Absolutely. I think I am ready to make those decisions. I've served on appropriations for five of my seven years. By the time I'm done in the legislature I'll have served six years on appropriations. So I know the state budget in and out. And frankly it's a matter of prioritizing the dollars that we have and it's a matter of strengthening our Ag economy. We need to look at ways to be innovative and use technology and to support our ranchers and farmers in a way that when we do have lower commodity prices and we do have struggling cattle prices that our producers are diverse enough and we have the state support so that our economy doesn't suffer as badly.

Lori Walsh:

Do you have specific plans that you're laying out for that? What does that look like?

Billie Sutton:

Yeah we'll be digging into those a little bit deeper, but we're working through some ideas on how we promote technology. How we promote more diversity in agriculture as it relates to maybe hunting operations. And more support at the higher education level to prepare young people to go into agriculture. And that's another huge part of it is that it's very difficult for a young individual to get into agriculture with the cost of land, and the inputs that go into it. Unless you get it passed down through your family it's very difficult. And so what we're seeing is larger and larger operations and not enough support for beginning farmers and ranchers. And that's something I'm very interested in.

Lori Walsh:

Billie I'm wondering, I'm looking at your website and I'm wondering this phrase, meaningful health care, stuck out as something that you cared about. Meaningful health care, what does that mean to you? And why phrase it like that?

Billie Sutton:

That means that we need to get people health care access at the right place, at the right time, at the right cost. Too many people don't have access to health care in South Dakota. Well access to health care coverage. You can always go to the emergency room to get health care. But that's usually when it's too late. When your sickness or illness has gotten to a stage that you might be beyond saving. And we've seen that. A lot of people are losing their lives because we don't have coverage for a lot of those folks. And so that's something that I'm interested in, talking about throughout the campaign.

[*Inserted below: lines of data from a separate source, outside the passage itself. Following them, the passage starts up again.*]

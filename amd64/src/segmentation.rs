//! Module containing segmentation related instructions, structures, interface, etc.

use core::{arch::asm, mem::{size_of, MaybeUninit}};

use super::{PrivLvl, interrupts::Ssdt};



/// IA32_KERNEL_GS_BASE MSR number
pub const KERNEL_GS_BASE: u32 = 0xC0000102;



#[repr(transparent)]
#[derive(Clone, Copy)]
pub struct SegSel(pub u16);

/// Alias kept for call sites (e.g. `interrupts::IntTrapGate::new`) written
/// against the longer name.
pub type SegmentSelector = SegSel;

impl SegSel {
    /// Requested Privilege Level mask
    pub const RPL_MASK: u16 = 0b11;
    /// Table index (selector): not set = GDT, set = LDT
    pub const TABLE_SELECTOR_BIT: u16 = 0b100;

    /// Descriptor Table index mask
    pub const INDEX_MASK: u16 = 0b11111111_11111000;

    pub const fn new_gdt(rpl: PrivLvl, index: u16) -> Self {
        SegSel((rpl as u16) & Self::RPL_MASK | index << Self::INDEX_MASK.trailing_zeros()) 
    }
    pub const fn new_ldt(rpl: PrivLvl, index: u16) -> Self {
        SegSel((rpl as u16) & Self::RPL_MASK | index << Self::INDEX_MASK.trailing_zeros() | Self::TABLE_SELECTOR_BIT) 
    }

    pub const fn from_bits(bits: u16) -> Self {
        Self(bits)
    }
    pub const fn to_bits(self) -> u16 {
        self.0
    }

    #[inline]
    pub const fn get_rpl(&self) -> PrivLvl {
        PrivLvl::from_bits((self.0 & Self::RPL_MASK) as u8)
    }
    #[inline]
    pub fn set_rpl(&mut self, rpl: u8) {
        self.0 = (self.0 & !Self::RPL_MASK) | (rpl as u16);
    }

    #[inline]
    pub const fn get_index(&self) -> u16 {
        self.0 >> Self::INDEX_MASK.trailing_zeros()
    }
    #[inline]
    pub fn set_index(&mut self, index: u16) {
        self.0 = self.0 & (Self::RPL_MASK | Self::TABLE_SELECTOR_BIT) | index << Self::INDEX_MASK.trailing_zeros();
    }

    /// Returns whether the selector indexes the Global Descriptor Table (`false`) or Local Descriptor Table (`true`).
    #[inline]
    pub const fn get_ti(&self) -> bool {
        self.0 & Self::TABLE_SELECTOR_BIT == Self::TABLE_SELECTOR_BIT
    }
    /// Sets whether the selector indexes the Global Descriptor Table (`false`) or Local Descriptor Table (`true`).
    #[inline]
    pub fn set_ti(&mut self, ti: bool) {
        if ti {
            self.0 |= Self::TABLE_SELECTOR_BIT;
        } else {
            self.0 &= !Self::TABLE_SELECTOR_BIT;
        }
    }
}
impl core::fmt::Debug for SegSel {
    fn fmt(&self, f: &mut core::fmt::Formatter<'_>) -> core::fmt::Result {
        f.debug_struct("SegmentSelector")
            .field("required priveledge level", &self.get_rpl())
            .field("ldt selector?", &self.get_ti())
            .field("table index", &self.get_index())
            .finish()
    }
}


pub enum SegDesc {
    /// Code & Data descriptors
    UserSeg(u64),
    /// System Descriptors - `(lo, hi)`
    SysSeg((u64, u64)),
}

impl SegDesc {
    /// Tries to find a slot to insert the descriptor, and if successful inserts it
    /// and returns the index at which the descriptor was inserted, else returns `Err(())`.
    pub fn try_insert_into_gdt(self, gdt: &mut [u64]) -> Result<usize, ()> {
        match self {
            Self::UserSeg(seg) => {
                let mut index = 1;

                while index < gdt.len() {
                    let descriptor = unsafe { CodeSegDesc::from_bits_unchecked(gdt[index]) };

                    if !descriptor.contains(CodeSegDesc::PRESENT) {
                        gdt[index] = seg; // unused segment, use it
                        return Ok(index)
                    } else if !descriptor.contains(CodeSegDesc::TYPE) {
                        index += 2; // system segment, skip "next" descriptor
                    } else {
                        index += 1; // user segment, check next
                    }
                }
            },
            Self::SysSeg((seg_lo, seg_hi)) => {
                let mut index = 1;
                let mut prev_avl = false;

                while index < gdt.len() {
                    let descriptor = unsafe { CodeSegDesc::from_bits_unchecked(gdt[index]) };

                    if !descriptor.contains(CodeSegDesc::PRESENT) {
                        if prev_avl { // 2 unused segments; use them
                            gdt[index - 1] = seg_lo;
                            gdt[index - 0] = seg_hi;
                            return Ok(index - 1);
                        } else {
                            prev_avl = true; // unused segment; mark it
                        }
                    } else if !descriptor.contains(CodeSegDesc::TYPE) {
                        prev_avl = false;
                        index += 2; // system segment, skip "next" descriptor
                    } else {
                        prev_avl = false;
                        index += 1; // user segment, check next
                    }
                }
            },
        }
        Err(())
    }
}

And then we also have a workforce shortage in health care. We need to do more at the high school and post secondary level to encourage people to consider the health care field. And what that looks like. And to encourage, especially in rural areas, we have a real shortage in rural South Dakota with health care professionals. Whether that's docs or nurse practitioners and we need to look at ways to either help support them in that role or get them to a place where they feel like they want to go into the health care field.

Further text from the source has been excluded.